As of TruBudget 1.24, the data on the chain and the data in transit are encrypt to ensure confidentiality of the data. As of now (V.1.25) neither authenticity nor integrity for data send over the P2P network can be guaranteed out-of-the-box. There are different approaches that have been evaluated, but so far none of them produced the expected result. Ultimately, the usage of an VPN Mesh Network (i.e. Nebula) is recommended. If this for some reason does not work out for your use case, we recommend using the MultiChain Enterprise, which comes with an out-of-the-box solution for this problem.

Below, you can find the elicited approaches to establish a secure P2P connection between nodes. If you want to help us solve this problem, feel free to open a PR on GitHub.

SOCKS 5 reverse proxy

MultiChain daemon has an option to communicate with nodes via a SOCKS 5 proxy. The usage for this is:

multichaind [chain]@[ip-address]:[port] - daemon -proxy:[user]:[pass]@[myproxy]:[myproxyport]
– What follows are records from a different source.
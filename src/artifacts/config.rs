//! Repository configuration
//!
//! Stored as structured text at `.mem/config`. Every key is enumerated;
//! unknown keys are rejected with `InvalidConfig` instead of being carried
//! along silently.

use std::collections::BTreeMap;
use std::path::Path;

use serde::{Deserialize, Serialize};

use crate::artifacts::memory::MemoryClass;
use crate::errors::{Error, Result};

/// Maximum delta chain depth the pack codec accepts.
pub const MAX_DELTA_CHAIN: u32 = 16;

/// Minimum Argon2id memory cost in KiB (64 MiB).
pub const MIN_KDF_MEMORY_KIB: u32 = 64 * 1024;

/// Minimum Argon2id passes.
pub const MIN_KDF_PASSES: u32 = 3;

#[derive(Debug, Clone, Serialize, Deserialize, PartialEq)]
#[serde(default, deny_unknown_fields)]
pub struct AuthorConfig {
    pub name: String,
    pub email: String,
}

impl Default for AuthorConfig {
    fn default() -> Self {
        AuthorConfig {
            name: "agent".to_string(),
            email: "agent@localhost".to_string(),
        }
    }
}

#[derive(Debug, Clone, Serialize, Deserialize, PartialEq)]
#[serde(default, deny_unknown_fields)]
pub struct CoreConfig {
    pub default_branch: String,
    pub compression: bool,
}

impl Default for CoreConfig {
    fn default() -> Self {
        CoreConfig {
            default_branch: "main".to_string(),
            compression: true,
        }
    }
}

#[derive(Debug, Clone, Serialize, Deserialize, PartialEq)]
#[serde(default, deny_unknown_fields)]
pub struct GcConfig {
    /// Reflog entries older than this many days stop acting as
    /// reachability roots.
    pub prune_days: u32,
}

impl Default for GcConfig {
    fn default() -> Self {
        GcConfig { prune_days: 90 }
    }
}

#[derive(Debug, Clone, Default, Serialize, Deserialize, PartialEq)]
#[serde(default, deny_unknown_fields)]
pub struct SigningConfig {
    pub enabled: bool,
}

#[derive(Debug, Clone, Serialize, Deserialize, PartialEq)]
#[serde(default, deny_unknown_fields)]
pub struct KdfConfig {
    /// Memory cost in KiB
    pub memory: u32,
    /// Number of passes
    pub passes: u32,
}

impl Default for KdfConfig {
    fn default() -> Self {
        KdfConfig {
            memory: MIN_KDF_MEMORY_KIB,
            passes: MIN_KDF_PASSES,
        }
    }
}

#[derive(Debug, Clone, Default, Serialize, Deserialize, PartialEq)]
#[serde(default, deny_unknown_fields)]
pub struct EncryptionConfig {
    pub enabled: bool,
    pub kdf: KdfConfig,
    /// Hex-encoded KDF salt, written when encryption is enabled
    pub salt: Option<String>,
}

#[derive(Debug, Clone, Default, Serialize, Deserialize, PartialEq)]
#[serde(default, deny_unknown_fields)]
pub struct MergeConfig {
    /// Per-class strategy overrides, e.g. `{"episodic": "semantic"}`
    pub strategy_override: BTreeMap<String, String>,
}

#[derive(Debug, Clone, Serialize, Deserialize, PartialEq)]
#[serde(default, deny_unknown_fields)]
pub struct DeltaConfig {
    pub enabled: bool,
    pub max_chain: u32,
}

impl Default for DeltaConfig {
    fn default() -> Self {
        DeltaConfig {
            enabled: true,
            max_chain: MAX_DELTA_CHAIN,
        }
    }
}

#[derive(Debug, Clone, Default, Serialize, Deserialize, PartialEq)]
#[serde(default, deny_unknown_fields)]
pub struct PackConfig {
    pub delta: DeltaConfig,
}

#[derive(Debug, Clone, Serialize, Deserialize, PartialEq)]
#[serde(default, deny_unknown_fields)]
pub struct SimilarityConfig {
    /// Length-ratio cutoff
    pub tau1: f64,
    /// SimHash Hamming-distance cutoff
    pub tau2: u32,
    /// Normalized edit-similarity floor
    pub tau3: f64,
}

impl Default for SimilarityConfig {
    fn default() -> Self {
        SimilarityConfig {
            tau1: 0.5,
            tau2: 15,
            tau3: 0.7,
        }
    }
}

#[derive(Debug, Clone, Serialize, Deserialize, PartialEq)]
#[serde(default, deny_unknown_fields)]
pub struct TrustConfig {
    /// Level applied to newly learned keys: full | conditional | untrusted
    pub default_level: String,
}

impl Default for TrustConfig {
    fn default() -> Self {
        TrustConfig {
            default_level: "untrusted".to_string(),
        }
    }
}

/// Repo-level configuration, the only process-wide state the core reads.
#[derive(Debug, Clone, Default, Serialize, Deserialize, PartialEq)]
#[serde(default, deny_unknown_fields)]
pub struct Config {
    pub author: AuthorConfig,
    pub core: CoreConfig,
    pub gc: GcConfig,
    pub signing: SigningConfig,
    pub encryption: EncryptionConfig,
    pub merge: MergeConfig,
    pub pack: PackConfig,
    pub similarity: SimilarityConfig,
    pub trust: TrustConfig,
}

impl Config {
    /// Load from `.mem/config`, or defaults when the file is absent.
    pub fn load(path: &Path) -> Result<Config> {
        if !path.exists() {
            return Ok(Config::default());
        }
        let raw = std::fs::read_to_string(path)?;
        let config: Config = serde_json::from_str(&raw).map_err(|err| Error::InvalidConfig {
            key: String::new(),
            reason: err.to_string(),
        })?;
        config.validate()?;
        Ok(config)
    }

    /// Persist to `.mem/config` via temp file + atomic rename.
    pub fn save(&self, path: &Path) -> Result<()> {
        self.validate()?;
        let raw = serde_json::to_string_pretty(self)?;
        let temp = path.with_extension("tmp");
        std::fs::write(&temp, raw)?;
        std::fs::rename(&temp, path)?;
        Ok(())
    }

    /// Check value constraints that serde cannot express.
    pub fn validate(&self) -> Result<()> {
        if self.pack.delta.max_chain > MAX_DELTA_CHAIN {
            return Err(Error::InvalidConfig {
                key: "pack.delta.max_chain".to_string(),
                reason: format!("must be <= {MAX_DELTA_CHAIN}"),
            });
        }
        if self.encryption.enabled {
            if self.encryption.kdf.memory < MIN_KDF_MEMORY_KIB {
                return Err(Error::InvalidConfig {
                    key: "encryption.kdf.memory".to_string(),
                    reason: format!("must be >= {MIN_KDF_MEMORY_KIB} KiB"),
                });
            }
            if self.encryption.kdf.passes < MIN_KDF_PASSES {
                return Err(Error::InvalidConfig {
                    key: "encryption.kdf.passes".to_string(),
                    reason: format!("must be >= {MIN_KDF_PASSES}"),
                });
            }
        }
        if !(0.0..=1.0).contains(&self.similarity.tau1) {
            return Err(Error::InvalidConfig {
                key: "similarity.tau1".to_string(),
                reason: "must be within [0, 1]".to_string(),
            });
        }
        if self.similarity.tau2 > 64 {
            return Err(Error::InvalidConfig {
                key: "similarity.tau2".to_string(),
                reason: "must be within [0, 64]".to_string(),
            });
        }
        if !(0.0..=1.0).contains(&self.similarity.tau3) {
            return Err(Error::InvalidConfig {
                key: "similarity.tau3".to_string(),
                reason: "must be within [0, 1]".to_string(),
            });
        }
        match self.trust.default_level.as_str() {
            "full" | "conditional" | "untrusted" => {}
            other => {
                return Err(Error::InvalidConfig {
                    key: "trust.default_level".to_string(),
                    reason: format!("unknown trust level '{other}'"),
                });
            }
        }
        for (class, strategy) in &self.merge.strategy_override {
            match class.as_str() {
                "episodic" | "semantic" | "procedural" | "other" => {}
                _ => {
                    return Err(Error::InvalidConfig {
                        key: format!("merge.strategy_override.{class}"),
                        reason: "unknown memory class".to_string(),
                    });
                }
            }
            match strategy.as_str() {
                "episodic" | "semantic" | "procedural" => {}
                _ => {
                    return Err(Error::InvalidConfig {
                        key: format!("merge.strategy_override.{class}"),
                        reason: format!("unknown strategy '{strategy}'"),
                    });
                }
            }
        }
        Ok(())
    }

    /// Effective merge strategy name for a class, honoring overrides.
    pub fn merge_strategy_for(&self, class: MemoryClass) -> &str {
        self.merge
            .strategy_override
            .get(class.as_str())
            .map(String::as_str)
            .unwrap_or(match class {
                MemoryClass::Episodic => "episodic",
                MemoryClass::Semantic | MemoryClass::Other => "semantic",
                MemoryClass::Procedural => "procedural",
            })
    }

    /// Set a single key by its dotted name, as the `config` operation does.
    ///
    /// # Arguments
    ///
    /// * `key` - dotted key from the enumerated set, e.g. `author.name`
    /// * `value` - string form of the new value
    pub fn set(&mut self, key: &str, value: &str) -> Result<()> {
        let invalid = |reason: &str| Error::InvalidConfig {
            key: key.to_string(),
            reason: reason.to_string(),
        };
        let parse_bool = |value: &str| -> Result<bool> {
            value.parse().map_err(|_| invalid("expected true or false"))
        };

        match key {
            "author.name" => self.author.name = value.to_string(),
            "author.email" => self.author.email = value.to_string(),
            "core.default_branch" => self.core.default_branch = value.to_string(),
            "core.compression" => self.core.compression = parse_bool(value)?,
            "gc.prune_days" => {
                self.gc.prune_days = value.parse().map_err(|_| invalid("expected an integer"))?
            }
            "signing.enabled" => self.signing.enabled = parse_bool(value)?,
            "encryption.enabled" => self.encryption.enabled = parse_bool(value)?,
            "encryption.kdf.memory" => {
                self.encryption.kdf.memory =
                    value.parse().map_err(|_| invalid("expected an integer"))?
            }
            "encryption.kdf.passes" => {
                self.encryption.kdf.passes =
                    value.parse().map_err(|_| invalid("expected an integer"))?
            }
            "pack.delta.enabled" => self.pack.delta.enabled = parse_bool(value)?,
            "pack.delta.max_chain" => {
                self.pack.delta.max_chain =
                    value.parse().map_err(|_| invalid("expected an integer"))?
            }
            "similarity.tau1" => {
                self.similarity.tau1 = value.parse().map_err(|_| invalid("expected a float"))?
            }
            "similarity.tau2" => {
                self.similarity.tau2 = value.parse().map_err(|_| invalid("expected an integer"))?
            }
            "similarity.tau3" => {
                self.similarity.tau3 = value.parse().map_err(|_| invalid("expected a float"))?
            }
            "trust.default_level" => self.trust.default_level = value.to_string(),
            _ => {
                if let Some(class) = key.strip_prefix("merge.strategy_override.") {
                    self.merge
                        .strategy_override
                        .insert(class.to_string(), value.to_string());
                } else {
                    return Err(invalid("unknown configuration key"));
                }
            }
        }

        self.validate()
    }
}

#[cfg(test)]
mod tests {
    use super::*;
    use pretty_assertions::assert_eq;

    #[test]
    fn test_defaults_are_valid() {
        Config::default().validate().unwrap();
    }

    #[test]
    fn test_set_known_key() {
        let mut config = Config::default();
        config.set("core.default_branch", "trunk").unwrap();
        assert_eq!(config.core.default_branch, "trunk");
    }

    #[test]
    fn test_set_unknown_key_fails() {
        let mut config = Config::default();
        assert!(matches!(
            config.set("core.unknown", "x"),
            Err(Error::InvalidConfig { .. })
        ));
    }

    #[test]
    fn test_rejects_weak_kdf() {
        let mut config = Config::default();
        config.encryption.enabled = true;
        config.encryption.kdf.memory = 1024;
        assert!(config.validate().is_err());
    }

    #[test]
    fn test_rejects_deep_delta_chain() {
        let mut config = Config::default();
        assert!(config.set("pack.delta.max_chain", "32").is_err());
    }

    #[test]
    fn test_strategy_override_dispatch() {
        let mut config = Config::default();
        config
            .set("merge.strategy_override.episodic", "semantic")
            .unwrap();
        assert_eq!(
            config.merge_strategy_for(MemoryClass::Episodic),
            "semantic"
        );
        assert_eq!(
            config.merge_strategy_for(MemoryClass::Procedural),
            "procedural"
        );
    }
}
While the SOCKS 5 protocol itself does not provide encryption, the basic idea would be to build a reverse proxy where the connections facing public networks are encrypted using TLS. This can be done by creating a TCP socket which the MultiChain instances uses as proxy destination. The incoming traffic is piped through a TLS socket to the destination proxy server. The destination Proxy server accepts the connection via a TLS socket and pipe the data to the MultiChain instance using a TCP socket. A corresponding question in the MultiChain community can be found here.

 | Alpha Node < --- > Proxy 1 |  < --Public Network (via SSL) --> | Proxy 2 < --- > Beta Node |
| Container 1 | | Container 2 |

Altering Multichain

As MultiChain is an open source project, the source code can be modified to support TLS connections between the sockets processing the SOCKS 5 protocol. This would come with additional maintaining effort.